The AAR assessments and the parameters obtained from these have previously been described [17,18,19]. The AAR measurement catheter consists of a 45-cm polyvinyl chloride (PVC) tube with a thin, fully collapsible, polyurethane bag, 70 mm long, mounted on the distal end, which can be inflated to a maximum diameter of 5 mm. At its proximal end, the PVC tube is connected to a probe with a loudspeaker, a microphone, and another PVC tube to which a handheld syringe, used to inflate and deflate the bag, is connected. Sound waves initiated by a digital signal processor are amplified by the loudspeaker, reflected from the bag, and recorded by the microphone. By applying the Ware–Aki algorithm to the reflected sound waves, computer software (Oticon A/S Rhinometrics 5.6.1.1, Copenhagen, Denmark) calculates the cross-sectional area of every millimeter along the 70-mm-long bag and, in this way, corresponding pressure measurements and cross-sectional areas are obtained. In the further analysis, only the measurements from the point of minimal measurable cross-sectional area, representing the high-pressure zone of the anal canal, are used.

With the participant in the lithotomy position, the polyurethane bag is placed in the anal canal using a baby feeding tube as a guidewire. AAR measurements are recorded during rest and during voluntary contractions of the pelvic floor (squeeze). During the resting condition, the pressure is increased from 0 to 200 cmH2O over 7 s and decreased again to 0 cmH2O over 7 s. This cycle (inflation/deflation) is then repeated ten times, and the mean value of these ten measurements is used for analysis. Subsequently, the participant is asked to contract the pelvic floor (“as trying not to pass gas”). When familiar with the correct squeezing technique, the pressure is increased from 0 to 200 cmH2O in 7 s, and while the participant relaxes the pelvic floor, the pressure is decreased again. This squeezing procedure is repeated five times, and the mean value of five measurements is used for analysis. The total time to obtain a complete set of AAR measurements is approximately 4 min.

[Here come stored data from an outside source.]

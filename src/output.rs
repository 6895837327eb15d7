use std::cell::RefCell;
use std::fmt::Write;

use colored::Colorize;

use crate::air::Instruction;
use crate::runtime::Snapshot;

/// Width of the value column in the state table
const VALUE_WIDTH: usize = 22;

pub struct Output;

impl Output {
    thread_local! {
        static IS_MINIMAL: RefCell<bool> = const { RefCell::new(false) };
    }

    pub fn set_minimal(new_value: bool) -> bool {
        Self::IS_MINIMAL.with(|value| value.replace(new_value))
    }

    pub fn is_minimal() -> bool {
        Self::IS_MINIMAL.with(|value| *value.borrow())
    }
}

/// Numbers as the language displays them.
pub fn number(val: f64) -> String {
    if val == f64::INFINITY {
        "Infinity".to_string()
    } else if val == f64::NEG_INFINITY {
        "-Infinity".to_string()
    } else {
        val.to_string()
    }
}

pub fn print_snapshot(snap: &Snapshot) {
    print!("{}", render_snapshot(snap));
}

/// Registers, flags and every memory cell that holds a value.
pub fn render_snapshot(snap: &Snapshot) -> String {
    let flags = [
        ("zf", snap.flags.zero),
        ("sf", snap.flags.sign),
        ("if", snap.flags.integer),
        ("ff", snap.flags.finite),
    ];
    let mut out = String::new();

    if Output::is_minimal() {
        for (reg, val) in snap.registers.iter() {
            let _ = writeln!(out, "{reg} {}", number(val));
        }
        for (name, set) in flags {
            let _ = writeln!(out, "{name} {}", set as u8);
        }
        for (addr, val) in &snap.memory {
            let _ = writeln!(out, "[{addr}] {}", number(*val));
        }
        return out;
    }

    let rule = "─".repeat(VALUE_WIDTH + 10);
    let _ = writeln!(out, "{}", format!("┌{rule}┐").dimmed());
    for (reg, val) in snap.registers.iter() {
        let _ = writeln!(
            out,
            "{} {:<8}{:>width$} {}",
            "│".dimmed(),
            reg.name().bold(),
            number(val),
            "│".dimmed(),
            width = VALUE_WIDTH
        );
    }
    let _ = writeln!(out, "{}", format!("├{rule}┤").dimmed());
    let flag_cells = flags
        .iter()
        .map(|(name, set)| match set {
            true => format!("{} {}", name.bold(), "●".green()),
            false => format!("{} {}", name.bold(), "○".dimmed()),
        })
        .collect::<Vec<_>>()
        .join("    ");
    // Each flag cell is 4 columns wide, separated by 4 spaces
    let pad = (VALUE_WIDTH + 8).saturating_sub(4 * 4 + 3 * 4);
    let _ = writeln!(
        out,
        "{} {flag_cells}{} {}",
        "│".dimmed(),
        " ".repeat(pad),
        "│".dimmed()
    );
    if !snap.memory.is_empty() {
        let _ = writeln!(out, "{}", format!("├{rule}┤").dimmed());
        for (addr, val) in &snap.memory {
            let _ = writeln!(
                out,
                "{} {:<8}{:>width$} {}",
                "│".dimmed(),
                format!("[{addr}]").italic(),
                number(*val),
                "│".dimmed(),
                width = VALUE_WIDTH
            );
        }
    }
    let _ = writeln!(out, "{}", format!("└{rule}┘").dimmed());
    out
}

/// One line of the instruction trace.
pub fn trace_line(line: usize, idx: usize, instr: &Instruction) -> String {
    let text = format!("{:>12} {line:>5} {idx:>5}    {instr}", "Trace");
    if Output::is_minimal() {
        text
    } else {
        text.dimmed().to_string()
    }
}

#[cfg(test)]
mod tests {
    use super::*;
    use crate::runtime::{Flags, Memory, Registers};
    use crate::symbol::Register;

    #[test]
    fn numbers() {
        assert_eq!(number(5.0), "5");
        assert_eq!(number(-0.25), "-0.25");
        assert_eq!(number(f64::NAN), "NaN");
        assert_eq!(number(f64::NEG_INFINITY), "-Infinity");
    }

    #[test]
    fn minimal_snapshot() {
        let was = Output::set_minimal(true);
        let mut registers = Registers::default();
        registers[Register::A] = 7.0;
        registers[Register::S] = -1.0;
        let snap = Snapshot {
            registers,
            flags: Flags::of(-1.0),
            memory: Memory::from([(-1, 7.0)]),
        };
        let text = render_snapshot(&snap);
        Output::set_minimal(was);

        let lines: Vec<&str> = text.lines().collect();
        assert_eq!(lines[0], "areg 7");
        assert_eq!(lines[4], "sreg -1");
        assert_eq!(&lines[6..10], ["zf 0", "sf 1", "if 1", "ff 1"]);
        assert_eq!(lines[10], "[-1] 7");
        assert_eq!(lines.len(), 11);
    }
}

All UPR and AAR examinations were performed by a single operator (TR), whereas the AOP was calculated and agreed upon by two of the authors (TR and NK). All involved were blinded to the participants’ sequence allocation until statistical analyses were completed, implicating analysis of the treatment effect as A versus B before we requested the complete unblinding of the study from the hospital pharmacy.

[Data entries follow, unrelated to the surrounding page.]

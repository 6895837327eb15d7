use std::iter::Peekable;
use std::vec::IntoIter;

use crate::air::{BinaryOp, Instruction, Operand, Program, Target, UnaryOp};
use crate::error::{self, CompileError};
use crate::lexer::{Token, TokenKind, Value};
use crate::runtime::Memory;
use crate::symbol::{new_map, normalize, Builtin, Cond, FxMap, Register, ENTRY_LABEL};

use TokenKind::{Address, Comma, Ident, JumpLabel, LineBreak, Number};

/// Operands that can be written to.
const DEST: &[TokenKind] = &[Ident, Address];
/// Operands that can be read from.
const VALUE: &[TokenKind] = &[Ident, Address, Number];
const TARGET: &[TokenKind] = &[Ident, Number, Address];

/// Every accepted mnemonic, aliases included.
const MNEMONICS: &[&str] = &[
    "MOV", "MOVE", "LEA", "INC", "INCREMENT", "DEC", "DECREMENT", "ADD", "SUB", "SUBTRACT", "MUL",
    "MULTIPLY", "DIV", "DIVIDE", "AND", "OR", "XOR", "NOT", "NEG", "NEGATE", "SAL", "SHL", "SAR",
    "SHR", "XCHG", "EXCHANGE", "CMP", "COMPARE", "TEST", "PUSH", "PSH", "POP", "CALL", "RET",
    "RETURN", "EXIT", "JMP", "JUMP", "JE", "JZ", "JNE", "JNZ", "JS", "JL", "JNGE", "JNS", "JGE",
    "JNL", "JG", "JNLE", "JLE", "JNG", "JI", "JNI", "JF", "JNF",
];

/// Transforms a token stream into a [`Program`]
pub struct AsmParser {
    toks: Peekable<IntoIter<Token>>,
    code: Vec<Instruction>,
    /// Source line of each emitted instruction
    lines: Vec<usize>,
    jumps: FxMap<String, usize>,
    entry_memory: Memory,
    /// Line of the last consumed token, for end of input errors
    line: usize,
}

impl AsmParser {
    pub fn new(toks: Vec<Token>, entry_memory: Memory) -> Self {
        AsmParser {
            toks: toks.into_iter().peekable(),
            code: Vec::new(),
            lines: Vec::new(),
            jumps: new_map(),
            entry_memory,
            line: 1,
        }
    }

    /// Emit one instruction per source instruction and collect jump labels.
    pub fn parse(mut self) -> Result<Program, CompileError> {
        while let Some(tok) = self.toks.next() {
            self.line = tok.line;
            match tok.kind {
                LineBreak => continue,
                JumpLabel => {
                    self.expect(&[LineBreak])?;
                    let name = normalize(tok.name().unwrap_or_default());
                    if self.jumps.contains_key(&name) {
                        return Err(error::parse_duplicate_label(&tok));
                    }
                    self.jumps.insert(name, self.code.len());
                }
                Ident => {
                    let instr = self.parse_instr(&tok)?;
                    self.expect(&[LineBreak])?;
                    self.code.push(instr);
                    self.lines.push(tok.line);
                }
                _ => return Err(error::parse_unexpected(&tok, &[Ident, JumpLabel])),
            }
        }

        let entry = *self.jumps.entry(ENTRY_LABEL.to_string()).or_insert(0);
        Ok(Program::new(
            self.code,
            self.lines,
            self.jumps,
            entry,
            self.entry_memory,
        ))
    }

    /// Operands of the instruction named by `mnemonic`, up to the line break.
    fn parse_instr(&mut self, mnemonic: &Token) -> Result<Instruction, CompileError> {
        let name = normalize(mnemonic.name().unwrap_or_default());
        let instr = match name.as_str() {
            "MOV" | "MOVE" => {
                let (dest, src) = self.operand_pair(DEST, VALUE)?;
                Instruction::Move { dest, src }
            }
            "LEA" => {
                let dest = self.operand(DEST)?;
                self.expect(&[Comma])?;
                let src = match self.expect(&[Address])?.value {
                    Value::Address(expr) => expr,
                    _ => unreachable!("address tokens carry an expression"),
                };
                Instruction::LoadEAddr { dest, src }
            }
            "INC" | "INCREMENT" => self.unary(UnaryOp::Inc)?,
            "DEC" | "DECREMENT" => self.unary(UnaryOp::Dec)?,
            "NOT" => self.unary(UnaryOp::Not)?,
            "NEG" | "NEGATE" => self.unary(UnaryOp::Neg)?,
            "ADD" => self.binary(BinaryOp::Add)?,
            "SUB" | "SUBTRACT" => self.binary(BinaryOp::Sub)?,
            "MUL" | "MULTIPLY" => self.binary(BinaryOp::Mul)?,
            "DIV" | "DIVIDE" => self.binary(BinaryOp::Div)?,
            "AND" => self.binary(BinaryOp::And)?,
            "OR" => self.binary(BinaryOp::Or)?,
            "XOR" => self.binary(BinaryOp::Xor)?,
            "SAL" | "SHL" => self.binary(BinaryOp::Shl)?,
            "SAR" => self.binary(BinaryOp::Sar)?,
            "SHR" => self.binary(BinaryOp::Shr)?,
            "XCHG" | "EXCHANGE" => {
                let (lhs, rhs) = self.operand_pair(DEST, DEST)?;
                Instruction::Exchange { lhs, rhs }
            }
            "CMP" | "COMPARE" => {
                let (lhs, rhs) = self.operand_pair(VALUE, VALUE)?;
                Instruction::Compare { lhs, rhs }
            }
            "TEST" => {
                let (lhs, rhs) = self.operand_pair(VALUE, VALUE)?;
                Instruction::Test { lhs, rhs }
            }
            "PUSH" | "PSH" => Instruction::Push {
                src: self.operand(VALUE)?,
            },
            "POP" => Instruction::Pop {
                dest: self.operand(DEST)?,
            },
            "CALL" => self.call()?,
            "RET" | "RETURN" => Instruction::Return,
            "EXIT" => Instruction::Exit,
            other => match jump_cond(other) {
                Some(cond) => Instruction::Jump {
                    cond,
                    target: self.target()?,
                },
                None => return Err(error::parse_unknown_instr(mnemonic, MNEMONICS)),
            },
        };
        Ok(instr)
    }

    fn unary(&mut self, op: UnaryOp) -> Result<Instruction, CompileError> {
        Ok(Instruction::Unary {
            op,
            dest: self.operand(DEST)?,
        })
    }

    fn binary(&mut self, op: BinaryOp) -> Result<Instruction, CompileError> {
        let (dest, src) = self.operand_pair(DEST, VALUE)?;
        Ok(Instruction::Binary { op, dest, src })
    }

    /// `CALL _BUILTIN` is resolved here, anything else at run time.
    fn call(&mut self) -> Result<Instruction, CompileError> {
        let tok = self.expect(TARGET)?;
        match tok.name() {
            Some(name) if name.starts_with('_') => match name.parse::<Builtin>() {
                Ok(builtin) => Ok(Instruction::CallBuiltin { builtin }),
                Err(()) => Err(error::parse_unknown_builtin(&tok)),
            },
            _ => Ok(Instruction::Call {
                target: into_target(tok),
            }),
        }
    }

    fn target(&mut self) -> Result<Target, CompileError> {
        Ok(into_target(self.expect(TARGET)?))
    }

    fn operand_pair(
        &mut self,
        first: &[TokenKind],
        second: &[TokenKind],
    ) -> Result<(Operand, Operand), CompileError> {
        let lhs = self.operand(first)?;
        self.expect(&[Comma])?;
        let rhs = self.operand(second)?;
        Ok((lhs, rhs))
    }

    fn operand(&mut self, allowed: &[TokenKind]) -> Result<Operand, CompileError> {
        Ok(into_operand(self.expect(allowed)?))
    }

    /// Consume the next token if it is one of `expected`.
    fn expect(&mut self, expected: &[TokenKind]) -> Result<Token, CompileError> {
        match self.toks.next() {
            Some(tok) if expected.contains(&tok.kind) => {
                self.line = tok.line;
                Ok(tok)
            }
            Some(unexpected) => Err(error::parse_unexpected(&unexpected, expected)),
            None => Err(error::parse_eof(self.line)),
        }
    }
}

fn into_operand(tok: Token) -> Operand {
    match tok.value {
        Value::Address(expr) => Operand::Address(expr),
        Value::Number(val) => Operand::Number(val),
        Value::Name(name) => match name.parse::<Register>() {
            Ok(reg) => Operand::Register(reg),
            Err(()) => Operand::Symbol(name),
        },
        Value::None => unreachable!("operand tokens carry a value"),
    }
}

/// Identifiers always name jump labels.
fn into_target(tok: Token) -> Target {
    match tok.value {
        Value::Name(name) => Target::Label(name),
        _ => Target::Index(into_operand(tok)),
    }
}

fn jump_cond(mnemonic: &str) -> Option<Cond> {
    let cond = match mnemonic {
        "JMP" | "JUMP" => Cond::Always,
        "JE" | "JZ" => Cond::Zero,
        "JNE" | "JNZ" => Cond::NotZero,
        "JS" | "JL" | "JNGE" => Cond::Sign,
        "JNS" | "JGE" | "JNL" => Cond::NotSign,
        "JG" | "JNLE" => Cond::Greater,
        "JLE" | "JNG" => Cond::LessEqual,
        "JI" => Cond::Integral,
        "JNI" => Cond::NotIntegral,
        "JF" => Cond::Finite,
        "JNF" => Cond::NotFinite,
        _ => return None,
    };
    Some(cond)
}

#[cfg(test)]
mod tests {
    use super::*;
    use crate::error::ErrorKind;
    use crate::expr::Expr;
    use crate::lexer::tokenize;

    fn parse(src: &str) -> Result<Program, CompileError> {
        AsmParser::new(tokenize(src)?, Memory::new()).parse()
    }

    #[test]
    fn aliases_share_codegen() {
        let short = parse("MOV areg, 5\nSUB areg, 1\nPSH areg\n").unwrap();
        let long = parse("move AREG, 5\nsubtract areg, 1\npush Areg\n").unwrap();
        assert_eq!(short.get(0), long.get(0));
        assert_eq!(short.get(1), long.get(1));
        assert_eq!(short.get(2), long.get(2));
        assert_eq!(
            short.get(0),
            Some(&Instruction::Move {
                dest: Operand::Register(Register::A),
                src: Operand::Number(5.0),
            })
        );
    }

    #[test]
    fn operand_kinds() {
        let prog = parse("ADD [sreg + 1], foo\n").unwrap();
        match prog.get(0) {
            Some(Instruction::Binary { op, dest, src }) => {
                assert_eq!(*op, BinaryOp::Add);
                assert!(matches!(dest, Operand::Address(_)));
                assert_eq!(*src, Operand::Symbol("foo".to_string()));
            }
            other => panic!("unexpected {other:?}"),
        }
    }

    #[test]
    fn jump_labels_and_lines() {
        let prog = parse("\nstart:\nMOV areg, 1\n\nloop:\nINC areg\nJMP LOOP\n").unwrap();
        assert_eq!(prog.len(), 3);
        assert_eq!(prog.jump_target("start"), Some(0));
        assert_eq!(prog.jump_target("Loop"), Some(1));
        assert_eq!(prog.line_of(0), 3);
        assert_eq!(prog.line_of(1), 6);
        assert_eq!(prog.line_of(2), 7);
        assert_eq!(
            prog.get(2),
            Some(&Instruction::Jump {
                cond: Cond::Always,
                target: Target::Label("LOOP".to_string()),
            })
        );
    }

    #[test]
    fn entry_defaults_to_zero() {
        let prog = parse("EXIT\n").unwrap();
        assert_eq!(prog.entry(), 0);
        assert_eq!(prog.jump_target("_START"), Some(0));

        let prog = parse("MOV areg, 1\n_start:\nEXIT\n").unwrap();
        assert_eq!(prog.entry(), 1);
    }

    #[test]
    fn label_at_end_points_past_code() {
        let prog = parse("JMP done\ndone:\n").unwrap();
        assert_eq!(prog.jump_target("DONE"), Some(1));
    }

    #[test]
    fn duplicate_jump_label() {
        let err = parse("a:\nEXIT\nA:\nEXIT\n").unwrap_err();
        assert_eq!(err.kind, ErrorKind::Syntax);
        assert_eq!(err.line, 3);
    }

    #[test]
    fn label_must_end_line() {
        let err = parse("a: EXIT\n").unwrap_err();
        assert_eq!(err.kind, ErrorKind::Syntax);
        assert!(err.message.contains("end of instruction"));
    }

    #[test]
    fn conditional_jumps() {
        for (src, cond) in [
            ("JZ 0\n", Cond::Zero),
            ("JNGE 0\n", Cond::Sign),
            ("JNL 0\n", Cond::NotSign),
            ("JNLE 0\n", Cond::Greater),
            ("JNG 0\n", Cond::LessEqual),
            ("JNF 0\n", Cond::NotFinite),
        ] {
            match parse(src).unwrap().get(0) {
                Some(Instruction::Jump { cond: found, .. }) => assert_eq!(*found, cond),
                other => panic!("unexpected {other:?}"),
            }
        }
    }

    #[test]
    fn builtins_resolve_at_compile_time() {
        let prog = parse("CALL _print\nCALL _READ\nCALL sub\n").unwrap();
        assert_eq!(
            prog.get(0),
            Some(&Instruction::CallBuiltin {
                builtin: Builtin::Print
            })
        );
        assert_eq!(
            prog.get(1),
            Some(&Instruction::CallBuiltin {
                builtin: Builtin::Read
            })
        );
        assert_eq!(
            prog.get(2),
            Some(&Instruction::Call {
                target: Target::Label("sub".to_string())
            })
        );

        let err = parse("\nCALL _WRITE\n").unwrap_err();
        assert_eq!(err.kind, ErrorKind::Reference);
        assert_eq!(err.line, 2);
    }

    #[test]
    fn lea_needs_address() {
        let prog = parse("LEA areg, [sreg - 2]\n").unwrap();
        assert_eq!(
            prog.get(0),
            Some(&Instruction::LoadEAddr {
                dest: Operand::Register(Register::A),
                src: Expr::parse("sreg - 2").unwrap(),
            })
        );
        assert!(parse("LEA areg, breg\n").is_err());
    }

    #[test]
    fn operand_legality() {
        assert!(parse("MOV 1, areg\n").is_err());
        assert!(parse("XCHG areg, 1\n").is_err());
        assert!(parse("CMP 1, 2\n").is_ok());
        assert!(parse("POP 3\n").is_err());
        assert!(parse("PUSH 3\n").is_ok());
        assert!(parse("RET areg\n").is_err());
        assert!(parse("MOV areg 1\n").is_err());
    }

    #[test]
    fn unknown_instruction() {
        let err = parse("EXIT\nFROB areg\n").unwrap_err();
        assert_eq!(err.kind, ErrorKind::Syntax);
        assert_eq!(err.line, 2);
        assert!(err.message.contains("FROB"));
    }

    #[test]
    fn unexpected_token_names_kind() {
        let err = parse("MOV areg, ,\n").unwrap_err();
        assert!(err.message.contains("comma"));
        assert!(err.message.contains("identifier or address or number"));
    }

    #[test]
    fn missing_operand_at_end() {
        let err = parse("\nMOV areg,").unwrap_err();
        assert_eq!(err.line, 2);
        assert!(err.message.contains("end of input"));
    }
}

Based on a prior AAR study, we anticipated a within-subject standard deviation (SD) of 21 cmH2O for the squeezing opening pressure [11]. With a sample size of 16 subjects, our study had a power of 80% to detect a 15 cmH2O difference in squeezing opening pressure between imipramine and placebo using a two-sided significance level of 0.05.

The baseline demographics of the subjects and the within-subject standard deviation (SD) were summarized descriptively. Changes in mean AOP (imipramine versus placebo) from baseline to the 1-h outcome were analyzed using cros analyses, which adjust for period effects. As generally recommended, we ensured a long washout between the study visits to minimize the risk of carry-over effects and omitted formal tests for carry-over [20, 21]. To investigate potential placebo effects, changes in mean AOP from baseline to the 1-h outcome on placebo days were analyzed using paired t tests. Safety data were summarized descriptively.

The statistical analyses for this paper were performed using RStudio version 1.0.136 (RStudio, Boston, MA, USA). Graphical plots were generated using GraphPad Prism version 9.4.1 for Windows (GraphPad Software, San Diego, CA, USA).